Show that if y satisfies $y''+y=\sin^{2017} x \cdot \cos x$ then $y$ is a periodic function.
To deal with this problem, the first thing I do is solving $y''+y=0$. Then I get $y=c_1 \cos x +c_2 \sin x$, and I get stuck here.
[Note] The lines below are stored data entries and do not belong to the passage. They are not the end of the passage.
//! Syntax tree for the host language.
//!
//! Every node carries the `Span` it was parsed from; the walker hands those
//! spans to hooks and the splicer replaces exactly those ranges.

use subst_ir::{Pattern, Span};

#[derive(Clone, Debug, PartialEq)]
pub struct Program {
    pub body: Vec<Stmt>,
    pub span: Span,
}

#[derive(Copy, Clone, Debug, PartialEq, Eq)]
pub enum DeclKind {
    Var,
    Let,
    Const,
}

#[derive(Clone, Debug, PartialEq)]
pub struct Declarator {
    pub name: String,
    pub name_span: Span,
    pub init: Option<Expr>,
}

#[derive(Clone, Debug, PartialEq)]
pub enum Stmt {
    VarDecl {
        kind: DeclKind,
        declarators: Vec<Declarator>,
        span: Span,
    },
    /// `function name(..) { .. }`; `name` is always present.
    Function(Box<Function>),
    Return {
        argument: Option<Expr>,
        span: Span,
    },
    If {
        test: Expr,
        consequent: Box<Stmt>,
        alternate: Option<Box<Stmt>>,
        span: Span,
    },
    Block {
        body: Vec<Stmt>,
        span: Span,
    },
    Expr(Expr),
    Empty(Span),
}

impl Stmt {
    pub fn span(&self) -> Span {
        match self {
            Stmt::VarDecl { span, .. }
            | Stmt::Return { span, .. }
            | Stmt::If { span, .. }
            | Stmt::Block { span, .. }
            | Stmt::Empty(span) => *span,
            Stmt::Function(function) => function.span,
            Stmt::Expr(expr) => expr.span,
        }
    }
}

#[derive(Clone, Debug, PartialEq)]
pub struct Param {
    pub name: String,
    pub span: Span,
}

#[derive(Clone, Debug, PartialEq)]
pub enum FunctionBody {
    Block(Vec<Stmt>),
    /// Concise arrow body: `x => x + 1`.
    Expr(Box<Expr>),
}

/// A function declaration, function expression or arrow function.
#[derive(Clone, Debug, PartialEq)]
pub struct Function {
    pub name: Option<String>,
    pub params: Vec<Param>,
    pub body: FunctionBody,
    pub span: Span,
}

#[derive(Clone, Debug, PartialEq)]
pub struct Property {
    pub key: String,
    pub key_span: Span,
    pub value: Expr,
    /// `{ FOO }`: the key doubles as the value.
    pub shorthand: bool,
}

#[derive(Copy, Clone, Debug, PartialEq, Eq)]
pub enum UnaryOp {
    Not,
    Minus,
    Plus,
    Typeof,
    Void,
}

#[derive(Copy, Clone, Debug, PartialEq, Eq)]
pub enum BinaryOp {
    Eq,
    NotEq,
    StrictEq,
    StrictNotEq,
    Lt,
    LtEq,
    Gt,
    GtEq,
    Add,
    Sub,
    Mul,
    Div,
    Rem,
}

#[derive(Copy, Clone, Debug, PartialEq, Eq)]
pub enum LogicalOp {
    And,
    Or,
}

#[derive(Copy, Clone, Debug, PartialEq, Eq)]
pub enum AssignOp {
    Assign,
    Add,
    Sub,
    Mul,
    Div,
    Rem,
}

#[derive(Clone, Debug, PartialEq)]
pub struct Expr {
    pub kind: ExprKind,
    pub span: Span,
}

impl Expr {
    pub fn new(kind: ExprKind, span: Span) -> Self {
        Expr { kind, span }
    }

    /// The expression inside any number of enclosing parentheses.
    pub fn unparenthesized(&self) -> &Expr {
        let mut expr = self;
        while let ExprKind::Paren(inner) = &expr.kind {
            expr = inner;
        }
        expr
    }

    /// Dotted name of an identifier or a chain of non-computed member
    /// accesses rooted at an identifier: `a`, `a.b.c`.
    ///
    /// Returns the root identifier and the property names after it.
    pub fn member_chain(&self) -> Option<(&str, Vec<&str>)> {
        match &self.kind {
            ExprKind::Identifier(name) => Some((name.as_str(), Vec::new())),
            ExprKind::Member {
                object, property, ..
            } => {
                let (root, mut properties) = object.member_chain()?;
                properties.push(property.as_str());
                Some((root, properties))
            }
            _ => None,
        }
    }
}

#[derive(Clone, Debug, PartialEq)]
pub enum ExprKind {
    Null,
    Bool(bool),
    Number(f64),
    String(String),
    Regex(Pattern),
    Identifier(String),
    Array(Vec<Expr>),
    Object(Vec<Property>),
    Function(Box<Function>),
    Arrow(Box<Function>),
    Paren(Box<Expr>),
    Unary {
        op: UnaryOp,
        operand: Box<Expr>,
    },
    Binary {
        op: BinaryOp,
        left: Box<Expr>,
        right: Box<Expr>,
    },
    Logical {
        op: LogicalOp,
        left: Box<Expr>,
        right: Box<Expr>,
    },
    Conditional {
        test: Box<Expr>,
        consequent: Box<Expr>,
        alternate: Box<Expr>,
    },
    Assign {
        op: AssignOp,
        target: Box<Expr>,
        value: Box<Expr>,
    },
    Member {
        object: Box<Expr>,
        property: String,
        property_span: Span,
    },
    Index {
        object: Box<Expr>,
        index: Box<Expr>,
    },
    Call {
        callee: Box<Expr>,
        arguments: Vec<Expr>,
    },
}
Any suggestion? Thanks in advance!
Let $f(t)=(\sin(t))^{2017}\cos(t)$. Put $$g(x)=\sin(x)\int_0^xf(t)\cos(t)dt-\cos(x)\int_0^x f(t)\sin(t)dt$$ Then we compute that $g$ is a particular solution of our differential equation. We want to show that $g$ is periodic with period $2\pi$. This is equivalent , writing $g(x+2\pi)-g(x)=0$, to show that
$$\sin(x)\int_x^{x+2\pi}f(t)\cos(t)dt-\cos(x)\int_x^{x+2\pi}f(t)\sin(t)dt=0$$
It suffices to show that $\int_x^{x+2\pi}f(t)\cos(t)dt=\int_x^{x+2\pi}f(t)\sin(t)dt=0$. By computing the derivative of these functionss, we see that they are constant; so it suffices to show that they vanishes for a particular value of $x$. For the first, we take $x=-\pi$, and use the fact that $f(t)\cos(t)$ is odd to show that it is $0$. For the second, we take $x=0$, and use that a primitive of $f(t)\sin(t)$ is $\frac{(\sin(t)^{2019}}{2019}$ to show it is $0$ also, and we are done.